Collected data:
....
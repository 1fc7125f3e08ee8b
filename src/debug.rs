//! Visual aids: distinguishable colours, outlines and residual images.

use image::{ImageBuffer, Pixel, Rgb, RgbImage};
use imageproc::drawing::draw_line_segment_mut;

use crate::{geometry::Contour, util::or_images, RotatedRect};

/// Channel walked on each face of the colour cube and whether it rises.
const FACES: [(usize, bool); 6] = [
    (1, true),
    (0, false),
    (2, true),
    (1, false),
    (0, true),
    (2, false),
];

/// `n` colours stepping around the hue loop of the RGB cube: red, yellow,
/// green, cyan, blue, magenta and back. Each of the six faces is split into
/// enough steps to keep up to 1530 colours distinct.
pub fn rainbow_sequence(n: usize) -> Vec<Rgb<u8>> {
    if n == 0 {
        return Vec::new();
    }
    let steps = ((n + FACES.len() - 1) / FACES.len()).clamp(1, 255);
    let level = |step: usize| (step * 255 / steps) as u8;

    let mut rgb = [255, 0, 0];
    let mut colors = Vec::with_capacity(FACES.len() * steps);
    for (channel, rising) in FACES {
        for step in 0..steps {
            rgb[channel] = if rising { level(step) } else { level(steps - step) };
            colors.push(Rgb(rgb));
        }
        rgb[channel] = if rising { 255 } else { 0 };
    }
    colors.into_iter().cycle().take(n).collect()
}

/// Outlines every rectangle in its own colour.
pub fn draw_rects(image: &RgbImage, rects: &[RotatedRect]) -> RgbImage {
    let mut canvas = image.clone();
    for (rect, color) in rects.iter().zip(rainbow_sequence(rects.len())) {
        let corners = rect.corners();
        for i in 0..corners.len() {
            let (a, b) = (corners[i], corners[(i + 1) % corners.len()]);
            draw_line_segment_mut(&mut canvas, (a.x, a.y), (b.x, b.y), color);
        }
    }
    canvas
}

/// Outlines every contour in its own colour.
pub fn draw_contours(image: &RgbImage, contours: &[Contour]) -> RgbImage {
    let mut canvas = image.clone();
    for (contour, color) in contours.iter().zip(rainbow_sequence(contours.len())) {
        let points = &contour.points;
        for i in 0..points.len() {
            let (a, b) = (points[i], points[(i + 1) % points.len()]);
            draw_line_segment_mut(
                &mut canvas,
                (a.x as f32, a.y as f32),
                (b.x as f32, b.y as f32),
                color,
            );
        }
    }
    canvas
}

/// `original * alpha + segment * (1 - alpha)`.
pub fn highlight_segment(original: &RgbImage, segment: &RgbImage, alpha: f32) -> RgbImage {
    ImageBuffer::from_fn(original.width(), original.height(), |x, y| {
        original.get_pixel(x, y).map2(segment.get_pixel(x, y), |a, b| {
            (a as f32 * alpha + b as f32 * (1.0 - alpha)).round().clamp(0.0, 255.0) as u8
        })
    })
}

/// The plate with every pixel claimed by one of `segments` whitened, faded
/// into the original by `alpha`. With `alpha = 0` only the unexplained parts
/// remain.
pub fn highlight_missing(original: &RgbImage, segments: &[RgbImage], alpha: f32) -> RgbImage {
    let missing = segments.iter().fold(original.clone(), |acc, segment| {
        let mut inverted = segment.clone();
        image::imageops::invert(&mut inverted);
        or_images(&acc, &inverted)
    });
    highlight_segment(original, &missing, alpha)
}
....
> **Exercise description**: Your answer should be an exact transcription of the data above.

> **Task response**:
repository 1fc7125f3e08ee8b
filename src/debug.rs
//! Visual aids: distinguishable colours, outlines and residual images.

use image::{ImageBuffer, Pixel, Rgb, RgbImage};
use imageproc::drawing::draw_line_segment_mut;

use crate::{geometry::Contour, util::or_images, RotatedRect};

/// Channel walked on each face of the colour cube and whether it rises.
const FACES: [(usize, bool); 6] = [
    (1, true),
    (0, false),
    (2, true),
    (1, false),
    (0, true),
    (2, false),
];

/// `n` colours stepping around the hue loop of the RGB cube: red, yellow,
/// green, cyan, blue, magenta and back. Each of the six faces is split into
/// enough steps to keep up to 1530 colours distinct.
pub fn rainbow_sequence(n: usize) -> Vec<Rgb<u8>> {
    if n == 0 {
        return Vec::new();
    }
    let steps = ((n + FACES.len() - 1) / FACES.len()).clamp(1, 255);
    let level = |step: usize| (step * 255 / steps) as u8;

    let mut rgb = [255, 0, 0];
    let mut colors = Vec::with_capacity(FACES.len() * steps);
    for (channel, rising) in FACES {
        for step in 0..steps {
            rgb[channel] = if rising { level(step) } else { level(steps - step) };
            colors.push(Rgb(rgb));
        }
        rgb[channel] = if rising { 255 } else { 0 };
    }
    colors.into_iter().cycle().take(n).collect()
}

/// Outlines every rectangle in its own colour.
pub fn draw_rects(image: &RgbImage, rects: &[RotatedRect]) -> RgbImage {
    let mut canvas = image.clone();
    for (rect, color) in rects.iter().zip(rainbow_sequence(rects.len())) {
        let corners = rect.corners();
        for i in 0..corners.len() {
            let (a, b) = (corners[i], corners[(i + 1) % corners.len()]);
            draw_line_segment_mut(&mut canvas, (a.x, a.y), (b.x, b.y), color);
        }
    }
    canvas
}

/// Outlines every contour in its own colour.
pub fn draw_contours(image: &RgbImage, contours: &[Contour]) -> RgbImage {
    let mut canvas = image.clone();
    for (contour, color) in contours.iter().zip(rainbow_sequence(contours.len())) {
        let points = &contour.points;
        for i in 0..points.len() {
            let (a, b) = (points[i], points[(i + 1) % points.len()]);
            draw_line_segment_mut(
                &mut canvas,
                (a.x as f32, a.y as f32),
                (b.x as f32, b.y as f32),
                color,
            );
        }
    }
    canvas
}

/// `original * alpha + segment * (1 - alpha)`.
pub fn highlight_segment(original: &RgbImage, segment: &RgbImage, alpha: f32) -> RgbImage {
    ImageBuffer::from_fn(original.width(), original.height(), |x, y| {
        original.get_pixel(x, y).map2(segment.get_pixel(x, y), |a, b| {
            (a as f32 * alpha + b as f32 * (1.0 - alpha)).round().clamp(0.0, 255.0) as u8
        })
    })
}

/// The plate with every pixel claimed by one of `segments` whitened, faded
/// into the original by `alpha`. With `alpha = 0` only the unexplained parts
/// remain.
pub fn highlight_missing(original: &RgbImage, segments: &[RgbImage], alpha: f32) -> RgbImage {
    let missing = segments.iter().fold(original.clone(), |acc, segment| {
        let mut inverted = segment.clone();
        image::imageops::invert(&mut inverted);
        or_images(&acc, &inverted)
    });
    highlight_segment(original, &missing, alpha)
}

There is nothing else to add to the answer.